# [Problem to work on]
Begin at the line containing "pub struct BindingGenerator;" in the data below and go on through the line containing "lines.push(attribute_line());", repeating each line exactly; include both ends and no other line.

(Dataset entries)
//! DllImport binding generation
//!
//! Renders selected [`ExportFunction`]s as C# P/Invoke declarations. Types are
//! copied verbatim from the extracted model; nothing is translated or checked.

use crate::extractors::base::ExportFunction;

/// Library identifier emitted in every attribute line. The surrounding code is
/// expected to declare it (e.g. `const string LibName = "mylib";`).
pub const LIB_NAME_PLACEHOLDER: &str = "LibName";

/// Calling convention emitted in every attribute line
pub const CALLING_CONVENTION: &str = "CallingConvention.Cdecl";

/// Generator for `[DllImport]` declaration pairs
#[derive(Debug, Clone, Copy, Default)]
pub struct BindingGenerator;

impl BindingGenerator {
    pub fn new() -> Self {
        Self
    }

    /// Two lines per function, in the order given
    pub fn generate<'a, I>(&self, functions: I) -> Vec<String>
    where
        I: IntoIterator<Item = &'a ExportFunction>,
    {
        let mut lines = Vec::new();
        for function in functions {
            lines.push(attribute_line());
            lines.push(extern_line(function));
        }
        lines
    }

    /// [`generate`](Self::generate) joined with `\n`
    pub fn render<'a, I>(&self, functions: I) -> String
    where
        I: IntoIterator<Item = &'a ExportFunction>,
    {
        self.generate(functions).join("\n")
    }
}

fn attribute_line() -> String {
    format!("[DllImport({LIB_NAME_PLACEHOLDER}, CallingConvention = {CALLING_CONVENTION})]")
}

fn extern_line(function: &ExportFunction) -> String {
    let parameters = function
        .parameters
        .iter()
        .map(|p| format!("{} {}", p.param_type, p.name))
        .collect::<Vec<_>>()
        .join(", ");

    format!(
        "public static extern {} {}({});",
        function.return_type, function.name, parameters
    )
}
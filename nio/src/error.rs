//! Error types for pipe operations.

use std::error::Error;
use std::io;
use std::sync::Arc;

/// Result type alias for pipe operations.
pub type Result<T> = std::result::Result<T, PipeError>;

/// Shared terminal error, handed back unchanged on every drained read.
pub type TerminalError = Arc<dyn Error + Send + Sync>;

/// Pipe operation error.
///
/// `Closed` reports misuse of a terminated pipe (a write or a second close),
/// while `Eof` and `Terminated` are the normal completion signals seen by
/// the reader once all buffered data has been consumed.
#[derive(Debug, thiserror::Error)]
pub enum PipeError {
    /// Write or close attempted on a pipe that is already closed.
    #[error("pipe: read/write on closed pipe")]
    Closed,

    /// The writer closed the pipe without an error.
    #[error("pipe: end of stream")]
    Eof,

    /// The writer closed the pipe with an error.
    #[error("pipe: closed with error: {0}")]
    Terminated(TerminalError),

    /// Error reported by the underlying buffer.
    #[error(transparent)]
    Buffer(#[from] io::Error),
}

impl PipeError {
    /// Returns true for the end-of-stream sentinel.
    pub fn is_eof(&self) -> bool {
        matches!(self, PipeError::Eof)
    }

    /// Returns true for the already-closed condition.
    pub fn is_closed(&self) -> bool {
        matches!(self, PipeError::Closed)
    }
}

impl From<PipeError> for io::Error {
    fn from(e: PipeError) -> Self {
        match e {
            PipeError::Closed => io::Error::new(io::ErrorKind::BrokenPipe, PipeError::Closed),
            PipeError::Eof => io::Error::new(io::ErrorKind::UnexpectedEof, PipeError::Eof),
            PipeError::Terminated(err) => io::Error::other(err),
            PipeError::Buffer(err) => err,
        }
    }
}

# [Your solution]
pub struct BindingGenerator;

impl BindingGenerator {
    pub fn new() -> Self {
        Self
    }

    /// Two lines per function, in the order given
    pub fn generate<'a, I>(&self, functions: I) -> Vec<String>
    where
        I: IntoIterator<Item = &'a ExportFunction>,
    {
        let mut lines = Vec::new();
        for function in functions {
            lines.push(attribute_line());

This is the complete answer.